On Sunday, well-known Google security researcher Tavis Ormandy released code that teaches hackers how to crash or gain control over Windows.
It's his latest move in a long-running skirmish he's had with the security folks in Redmond. He thinks they take too long to fix bugs that researchers like him find and submit to them.
So, he's trying to force them to respond faster by finding bugs and telling people about them. In this case, he even wrote an "exploit" and published that too. An exploit is the code hackers use. It's how they hack.
He's not being particularly malicious. By publishing the exploit, the good guys can see the problem just as the bad guys can.
Still, there's a long-standing code-of-ethics in the security world. If you find something broken in someone else's code, you are supposed to tell the company and give it 30-60 days to fix it before you reveal the hack to the world (called disclosure).

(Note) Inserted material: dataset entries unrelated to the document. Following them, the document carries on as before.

use crate::dashboards::d001_ecommerce::ui::EcommerceDashboard;
use crate::domain::a001_order::ui::list::OrdersList;
use crate::layout::Shell;
use leptos::prelude::*;
use leptos_router::{
    components::{Route, Router, Routes},
    path,
};

#[component]
fn NotFound() -> impl IntoView {
    view! {
        <div class="page page--custom">
            <div class="page__header">
                <h1 class="page__title">"Page not found"</h1>
            </div>
            <div class="page__content">
                <a href="/" class="table__link">"Back to the dashboard"</a>
            </div>
        </div>
    }
}

#[component]
pub fn AppRoutes() -> impl IntoView {
    view! {
        <Router>
            <Shell>
                <Routes fallback=|| view! { <NotFound /> }>
                    <Route path=path!("/") view=EcommerceDashboard />
                    <Route path=path!("/orders") view=OrdersList />
                </Routes>
            </Shell>
        </Router>
    }
}
//! Theme store for the whole dashboard.
//!
//! One boolean, `is_dark_mode`, shared through context. The shell root reads
//! it for its `dark`/`light` class and the top bar toggle flips it. The value
//! starts from `[theme] dark_mode` in the config and is not persisted.

use crate::shared::icons::icon;
use contracts::shared::theme::ThemeState;
use leptos::prelude::*;
use web_sys::window;

/// Mirror the mode on `<body data-theme>` so page-level CSS (scrollbars,
/// overlay backdrop) follows the shell.
fn apply_body_theme(state: ThemeState) {
    if let Some(body) = window().and_then(|w| w.document()).and_then(|d| d.body()) {
        let _ = body.set_attribute("data-theme", state.as_class());
    }
}

/// Theme context type.
#[derive(Clone, Copy)]
pub struct ThemeContext {
    pub state: RwSignal<ThemeState>,
}

impl ThemeContext {
    pub fn is_dark_mode(&self) -> bool {
        self.state.get().is_dark_mode
    }

    /// Flips the mode; every subscriber re-renders.
    pub fn toggle(&self) {
        self.state.update(|s| s.toggle());
        let state = self.state.get_untracked();
        log::debug!("theme switched to {}", state.as_class());
        apply_body_theme(state);
    }
}

/// Provides theme context to children components.
#[component]
pub fn ThemeProvider(
    /// Initial mode, from configuration
    #[prop(optional)]
    dark_mode: bool,
    children: Children,
) -> impl IntoView {
    let initial = ThemeState::new(dark_mode);
    apply_body_theme(initial);

    provide_context(ThemeContext {
        state: RwSignal::new(initial),
    });

    children()
}

/// Hook to use the theme context.
pub fn use_theme() -> ThemeContext {
    use_context::<ThemeContext>().expect("ThemeContext not found. Wrap your app with ThemeProvider.")
}

/// Sun/moon button in the top bar.
#[component]
pub fn ThemeToggle() -> impl IntoView {
    let ctx = use_theme();

    view! {
        <button
            class="top-header__icon-btn"
            title=move || ctx.state.get().toggle_title()
            on:click=move |_| ctx.toggle()
        >
            {move || if ctx.is_dark_mode() { icon("sun") } else { icon("moon") }}
        </button>
    }
}
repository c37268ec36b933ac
//! List helpers shared by table views.

use contracts::shared::text::split_matches;
use leptos::prelude::*;

/// Renders `text` with every case-insensitive occurrence of `filter` wrapped
/// in a highlight span. `filter` is used as typed, like the list search.
pub fn highlight_matches(text: &str, filter: &str) -> AnyView {
    if filter.is_empty() {
        return view! { <span>{text.to_string()}</span> }.into_any();
    }

    let parts = split_matches(text, filter)
        .into_iter()
        .map(|segment| {
            if segment.is_match {
                view! { <mark class="table__highlight">{segment.text}</mark> }.into_any()
            } else {
                view! { <span>{segment.text}</span> }.into_any()
            }
        })
        .collect_view();

    view! { <>{parts}</> }.into_any()
}
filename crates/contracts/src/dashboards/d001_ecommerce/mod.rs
pub mod dto;
pub mod mock;

pub use dto::{
    stat_cards, ChangeDirection, HomeData, LocationRevenue, ProjectionPoint, RevenuePoint,
    RevenueTotals, SalesChannel, StatCardData, TopProduct,
};
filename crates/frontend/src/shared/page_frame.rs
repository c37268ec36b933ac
//! PageFrame: standard root wrapper for every routed page.
//!
//! Sets `id` (`"{entity}--{category}"`) and `data-page-category` on the root
//! element and picks the BEM modifier from the category.

use super::page_standard::*;
use leptos::prelude::*;

#[component]
pub fn PageFrame(
    /// HTML id in format `{entity}--{category}`, e.g. `"a001_order--list"`.
    page_id: &'static str,
    /// One of the PAGE_CAT_* constants from `page_standard`.
    category: &'static str,
    children: Children,
) -> impl IntoView {
    debug_assert!(is_valid_page_id(page_id), "bad page id: {page_id}");

    view! {
        <div
            id=page_id
            class=page_class(category)
            data-page-category=category
        >
            {children()}
        </div>
    }
}

/// Root classes for a page category.
fn page_class(category: &str) -> &'static str {
    match category {
        PAGE_CAT_DASHBOARD => "page page--dashboard",
        _ => "page",
    }
}

#[cfg(test)]
mod tests {
    use super::*;

    #[test]
    fn test_page_class_by_category() {
        assert_eq!(page_class(PAGE_CAT_DASHBOARD), "page page--dashboard");
        assert_eq!(page_class(PAGE_CAT_LIST), "page");
    }
}
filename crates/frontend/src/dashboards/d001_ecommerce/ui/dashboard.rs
use super::charts::{LocationRevenueList, ProjectionsChart, RevenueChart, TotalSalesDonut};
use crate::shared::components::stat_card::StatCard;
use crate::shared::page_frame::PageFrame;
use crate::shared::page_standard::PAGE_CAT_DASHBOARD;
use contracts::dashboards::d001_ecommerce::{mock, stat_cards, HomeData, TopProduct};
use contracts::shared::format::{format_currency, format_integer};
use leptos::prelude::*;
use thaw::*;

#[component]
fn TopProductsTable(products: Vec<TopProduct>) -> impl IntoView {
    view! {
        <div class="chart-card chart-card--wide">
            <div class="chart-card__header">
                <h3 class="chart-card__title">"Top Selling Products"</h3>
            </div>
            <Table attr:style="width: 100%;">
                <TableHeader>
                    <TableRow>
                        <TableHeaderCell>"Name"</TableHeaderCell>
                        <TableHeaderCell>"Price"</TableHeaderCell>
                        <TableHeaderCell>"Quantity"</TableHeaderCell>
                        <TableHeaderCell>"Amount"</TableHeaderCell>
                    </TableRow>
                </TableHeader>
                <TableBody>
                    {products
                        .into_iter()
                        .map(|product| view! {
                            <TableRow>
                                <TableCell>
                                    <TableCellLayout truncate=true>{product.name}</TableCellLayout>
                                </TableCell>
                                <TableCell>{format_currency(product.price)}</TableCell>
                                <TableCell>{format_integer(product.quantity.into())}</TableCell>
                                <TableCell>{format_currency(product.amount)}</TableCell>
                            </TableRow>
                        })
                        .collect_view()}
                </TableBody>
            </Table>
        </div>
    }
}

#[component]
fn DashboardBody(data: HomeData) -> impl IntoView {
    let cards = stat_cards(&data.stats, &data.stat_changes);
    let share = data.leading_channel_share();

    view! {
        <div class="stats-grid">
            {cards.into_iter().map(|card| view! { <StatCard card=card /> }).collect_view()}
        </div>

        <div class="charts-row">
            <ProjectionsChart points=data.projections />
            <RevenueChart points=data.revenue totals=data.revenue_totals />
            <LocationRevenueList locations=data.revenue_by_location />
        </div>

        <div class="charts-row charts-row--bottom">
            <TopProductsTable products=data.top_products />
            <TotalSalesDonut channels=data.sales_breakdown share=share />
        </div>
    }
}

/// Home view: headline numbers and static charts of the eCommerce store.
#[component]
pub fn EcommerceDashboard() -> impl IntoView {
    let content = match mock::home_data() {
        Ok(data) => {
            log::debug!("home data loaded: {} products", data.top_products.len());
            view! { <DashboardBody data=data /> }.into_any()
        }
        Err(e) => {
            log::error!("failed to load home data: {:#}", e);
            view! {
                <div class="alert alert--error">{format!("Dashboard data unavailable: {}", e)}</div>
            }
            .into_any()
        }
    };

    view! {
        <PageFrame page_id="d001_ecommerce--dashboard" category=PAGE_CAT_DASHBOARD>
            <div class="page__header">
                <div class="page__header-left">
                    <h1 class="page__title">"eCommerce"</h1>
                </div>
            </div>
            <div class="page__content">
                {content}
            </div>
        </PageFrame>
    }
}
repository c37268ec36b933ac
//! Sortable header cell.
//!
//! ```ignore
//! <SortableHeaderCell
//!     label="Date"
//!     sort_key=OrderSortKey::Date
//!     current_key=Signal::derive(move || query.with(|q| q.sort_by))
//!     sort_order=Signal::derive(move || query.with(|q| q.sort_order))
//!     on_sort=Callback::new(move |key| toggle_sort(key))
//! />
//! ```

use contracts::shared::list::{get_sort_class, get_sort_indicator, SortOrder};
use leptos::prelude::*;
use thaw::*;

/// Header cell that shows the sort indicator (▲▼) and reports clicks.
#[component]
pub fn SortableHeaderCell<K>(
    #[prop(into)]
    label: String,

    /// Column this cell sorts by
    sort_key: K,

    /// Column the list is currently sorted by
    #[prop(into)]
    current_key: Signal<K>,

    #[prop(into)]
    sort_order: Signal<SortOrder>,

    on_sort: Callback<K>,

    #[prop(optional, default = 100.0)]
    min_width: f64,
) -> impl IntoView
where
    K: Copy + PartialEq + Send + Sync + 'static,
{
    let is_current = move || current_key.get() == sort_key;

    view! {
        <TableHeaderCell resizable=false min_width=min_width>
            <div
                class="table__sortable-header"
                style="cursor: pointer;"
                on:click=move |_| on_sort.run(sort_key)
            >
                {label}
                <span class=move || get_sort_class(is_current())>
                    {move || get_sort_indicator(is_current(), sort_order.get())}
                </span>
            </div>
        </TableHeaderCell>
    }
}
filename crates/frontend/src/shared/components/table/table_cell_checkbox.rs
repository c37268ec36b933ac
//! Row checkbox.
//!
//! ```ignore
//! <TableCellCheckbox
//!     checked=Signal::derive(move || selection.with(|s| s.contains(&id)))
//!     on_toggle=Callback::new(move |_| toggle(&id))
//! />
//! ```

use leptos::prelude::*;
use thaw::*;

/// Checkbox cell of one row.
///
/// Stops click propagation so ticking a row does not activate the row itself.
#[component]
pub fn TableCellCheckbox(
    #[prop(into)]
    checked: Signal<bool>,

    on_toggle: Callback<()>,
) -> impl IntoView {
    view! {
        <TableCell class="fixed-checkbox-column" on:click=|e| e.stop_propagation()>
            <input
                type="checkbox"
                class="table__checkbox"
                prop:checked=move || checked.get()
                on:change=move |_| on_toggle.run(())
            />
        </TableCell>
    }
}
pub mod global_context;
pub mod left;
pub mod right;
pub mod top_header;

use crate::shared::theme::use_theme;
use contracts::shared::navigation::layout_for_path;
use leptos::prelude::*;
use leptos_router::hooks::use_location;
use right::NotificationPanel;
use top_header::TopHeader;

/// Application shell shared by every route.
///
/// ```text
/// +---------+------------------------------+---------------+
/// |         |          TopHeader           |               |
/// | Sidebar +------------------------------+ Notifications |
/// | (Left)  |        routed content        |   (home only) |
/// +---------+------------------------------+---------------+
/// ```
///
/// The root carries the `dark`/`light` class of the theme store; sidebar
/// highlight, breadcrumb and the notification panel follow the current path.
#[component]
pub fn Shell(children: Children) -> impl IntoView {
    let theme = use_theme();
    let location = use_location();

    let route = Memo::new(move |_| layout_for_path(&location.pathname.get()));

    Effect::new(move |_| {
        let route = route.get();
        log::debug!("navigated to {}", route.path());
    });

    view! {
        <div class=move || format!("app-layout {}", theme.state.get().as_class())>
            <left::Left>
                <left::Sidebar active=Signal::derive(move || route.get().sidebar_item()) />
            </left::Left>

            <div class="app-main">
                <TopHeader page_title=Signal::derive(move || route.get().page_title()) />

                <div class="app-body">
                    <main class="app-content">
                        {children()}
                    </main>

                    <Show when=move || route.get().shows_notification_panel()>
                        <right::Right>
                            <NotificationPanel />
                        </right::Right>
                    </Show>
                </div>
            </div>
        </div>
    }
}

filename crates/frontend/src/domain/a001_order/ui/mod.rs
pub mod details;
pub mod list;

Microsoft has an age-old reputation for doing a poor job with security and Ormandy has been pressing Microsoft for years to be faster about fixing bugs. In Microsoft's defense, because Windows is popular, lots of hackers report flaws and not all of them are dangerous. So it doesn't rush to fix every vulnerability someone reports.
Meanwhile, Ormandy also has a reputation. In 2010, he angered many in the security world by only giving Microsoft five days before publishing a vulnerability he found.
Now Ormandy's employer, Google, has stepped in and sided with Ormandy.
Last week Google said that if its engineers find security flaws in other's code, they will only wait seven days before disclosing it the world.